I keep tossing and turning. I can't fall asleep, no matter how hard I try. It's now 2am, and I am still wide awake. I wonder if Zaid is asleep now. He must be asleep. Why wouldn't he be? He's not crazy like me. I want to go to Maryam's room and sleep next to her. I don't want to be alone right now, but I don't want to disturb my sister. She has college in the morning, and she usually wakes up earlier than I do.

I try several things to help me fall asleep. I even try to count sheep in my mind, but nothing works.

It's definitely over 4am when I somehow do manage to fall asleep. As scared as I was when falling asleep, I still manage to dream about the one and only person who appears in my dreams (and my daydreams) all of these days. Zaid.

Saying that my dream is crazy, is an understatement.

I'm wearing a fully-embroidered, extremely heavy maroon lehenga (wedding dress), with matching sandals, bangles and jewellery. It's my wedding day. Well, the day has nearly come to an end now.

It's my wedding night.

I can't walk properly wearing this dress, it's too heavy. Hafsa, Ayesha and Maryam lead me to Zaid's bedroom. My gaze is fixed to the floor, I'm too nervous to look up. I can't believe it. It seems like a dream. Too good to be true.

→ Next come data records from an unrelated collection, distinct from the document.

//! Versioned pricing parameters and the read-through cache in front of them.

mod cache;
mod error;
mod store;
mod types;


pub use cache::{ParameterCache, ParameterCacheConfig, ParameterCacheStats, RefreshReport};
pub use error::{ParameterCacheError, StoreError};
pub use store::{MemoryParameterStore, ParameterStore};
pub use types::{ParamCategory, ParamEntry, ParamKey, ParamValue, ParameterSet, normalize_key};
use std::collections::BTreeSet;

use chrono::Utc;
use uuid::Uuid;

use super::*;
use crate::arbitration::MatchMethod;
use crate::corpus::{Candidate, ReferenceJob};
use crate::pricing::{
    AppliedFactor, ExperienceBucket, PricingCalculator, PricingConfig, ResolvedFactors,
};
use crate::request::{RequestRecord, RequestStatus, StatusTransitionError};

fn candidate() -> Candidate {
    Candidate {
        job: ReferenceJob::new("DS-3", "Senior Data Scientist", "Data", "senior", "Models"),
        similarity: 0.93,
    }
}

fn pricing() -> PricingResult {
    let factors = ResolvedFactors {
        bucket: ExperienceBucket::Senior,
        years: 7.5,
        band_min: 100_000.0,
        band_max: 140_000.0,
        location: AppliedFactor::baseline(),
        matched_skills: Vec::new(),
        unmatched_skills: Vec::new(),
        industry: AppliedFactor::baseline(),
        company_size: AppliedFactor::baseline(),
        experience_given: true,
        location_given: false,
        description_chars: 20,
        versions: BTreeSet::from(["v1".to_string()]),
    };
    PricingCalculator::new(PricingConfig::default())
        .unwrap()
        .compute(&factors)
        .unwrap()
}

#[test]
fn test_assemble_matched_and_priced() {
    let id = Uuid::new_v4();
    let match_result =
        MatchResult::matched(id, &candidate(), 0.88, "same role", MatchMethod::LlmArbitrated);
    let outcome = ResultAssembler::new().assemble(match_result, Some(pricing()));

    assert_eq!(outcome.request_id, id);
    assert!(outcome.is_matched());
    assert!(outcome.is_priced());
    assert!(
        outcome
            .rationale
            .starts_with("Matched to Senior Data Scientist (DS-3) by llm_arbitrated")
    );
    assert!(outcome.rationale.contains("USD 117600.00 to 176400.00 annual"));
    assert!(outcome.rationale.contains("parameters v1"));
}

#[test]
fn test_assemble_structural_only() {
    let id = Uuid::new_v4();
    let outcome = ResultAssembler::new().assemble(
        MatchResult::unmatched(id, 0.0, "no candidates retrieved"),
        Some(pricing()),
    );
    assert!(!outcome.is_matched());
    assert!(outcome.rationale.contains("No reference job matched: no candidates retrieved"));
    assert!(outcome.rationale.contains("from structural attributes only"));
}

#[test]
fn test_assemble_unpriced() {
    let outcome = ResultAssembler::new().assemble(
        MatchResult::unmatched(Uuid::nil(), 0.4, "nothing close"),
        None,
    );
    assert!(outcome.rationale.ends_with("Not priced."));
}

#[test]
fn test_assemble_is_reproducible() {
    let id = Uuid::new_v4();
    let build = || {
        ResultAssembler::new().assemble(
            MatchResult::matched(id, &candidate(), 0.9, "r", MatchMethod::EmbeddingOnly),
            Some(pricing()),
        )
    };
    assert_eq!(
        serde_json::to_vec(&build()).unwrap(),
        serde_json::to_vec(&build()).unwrap()
    );
}

#[tokio::test]
async fn test_sink_rejects_different_second_outcome() {
    let sink = MemoryResultSink::new();
    let id = Uuid::new_v4();
    let first = ResultAssembler::new().assemble(
        MatchResult::matched(id, &candidate(), 0.9, "r", MatchMethod::LlmArbitrated),
        Some(pricing()),
    );
    sink.record_outcome(&first).await.unwrap();

    // Identical replay is accepted.
    sink.record_outcome(&first).await.unwrap();
    assert_eq!(sink.outcome_count(), 1);

    let second = ResultAssembler::new().assemble(
        MatchResult::unmatched(id, 0.1, "changed my mind"),
        None,
    );
    assert_eq!(
        sink.record_outcome(&second).await,
        Err(SinkError::AlreadyRecorded { request_id: id })
    );
    assert_eq!(sink.outcome(id), Some(first));
}

#[tokio::test]
async fn test_sink_status_history() {
    let sink = MemoryResultSink::new();
    let id = Uuid::new_v4();
    let mut record = RequestRecord::new(id, Utc::now());
    sink.record_status(&record).await.unwrap();
    record.start_processing(Utc::now()).unwrap();
    sink.record_status(&record).await.unwrap();
    record.complete(Utc::now()).unwrap();
    sink.record_status(&record).await.unwrap();

    let statuses: Vec<_> = sink.status_history(id).iter().map(|r| r.status).collect();
    assert_eq!(
        statuses,
        vec![
            RequestStatus::Pending,
            RequestStatus::Processing,
            RequestStatus::Completed
        ]
    );
    assert_eq!(sink.latest_status(id), Some(RequestStatus::Completed));
}

#[tokio::test]
async fn test_sink_rejects_reopening_finished_request() {
    let sink = MemoryResultSink::new();
    let id = Uuid::new_v4();
    let mut record = RequestRecord::new(id, Utc::now());
    sink.record_status(&record).await.unwrap();
    record.start_processing(Utc::now()).unwrap();
    sink.record_status(&record).await.unwrap();
    record.fail(Utc::now(), "arbitration failed").unwrap();
    sink.record_status(&record).await.unwrap();

    let restart = RequestRecord::new(id, Utc::now());
    assert_eq!(
        sink.record_status(&restart).await,
        Err(SinkError::Transition(StatusTransitionError {
            request_id: id,
            from: RequestStatus::Failed,
            to: RequestStatus::Pending,
        }))
    );
    assert_eq!(sink.status_history(id).len(), 3);
    let latest = sink.latest_record(id).await.unwrap().unwrap();
    assert_eq!(latest.status, RequestStatus::Failed);
    assert_eq!(latest.error.as_deref(), Some("arbitration failed"));
}

#[tokio::test]
async fn test_sink_rejects_second_pending_while_in_flight() {
    let sink = MemoryResultSink::new();
    let id = Uuid::new_v4();
    sink.record_status(&RequestRecord::new(id, Utc::now()))
        .await
        .unwrap();

    let duplicate = sink.record_status(&RequestRecord::new(id, Utc::now())).await;
    assert!(matches!(duplicate, Err(SinkError::Transition(_))));
    assert!(sink.latest_record(Uuid::new_v4()).await.unwrap().is_none());
    assert!(sink.stored_outcome(id).await.unwrap().is_none());
}

#[tokio::test]
async fn test_sink_unavailable() {
    let sink = MemoryResultSink::new();
    sink.set_unavailable(true);
    let record = RequestRecord::new(Uuid::new_v4(), Utc::now());
    assert!(matches!(
        sink.record_status(&record).await,
        Err(SinkError::Unavailable { .. })
    ));
}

"Zara, Zaid bhai will go crazy when he sees you. I know he saw you before, too, but now it will be alone. It's your first night with him. How are you feeling?" Hafsa asks me, grinning.

I blush hard at her question. 'I feel like I'm dreaming. Is this real?' I answer, breathlessly.

Ayesha nods, smiling at me. "It's real, babe. You're married to Zaid. And he will be coming up just in a few minutes!" I bite my lip, trying to fight back my smile. I'm shaking. I'm so nervous. I've never been so nervous in my entire life.

The girls lead me down the ever-so-familiar corridor, and open the door of Zaid's..or may I say our, bedroom. My breath catches in my throat as I notice my surroundings. I step into the room, carefully. I'm awestruck. The room has transformed, completely. It is absolutely beautiful. The room is lined with small candles, it is dimly lit, and there are rose petals decorating the room perfectly. I notice that the candles are lining my walkway, too. I can't believe that this is actually happening. I'm in Zaid's bedroom, for the first time after our marriage. On our wedding night. The room looks magnificent, magical. When I see the bed decorations, I blush deep scarlet. Everything is so perfect. Just as I had always imagined. Even better.

'Zaid bhai decorated this room himself. What do you think?' Hafsa asks, smiling at my expression.

I turn to her, my eyes widening. "It's beautiful. Perfect."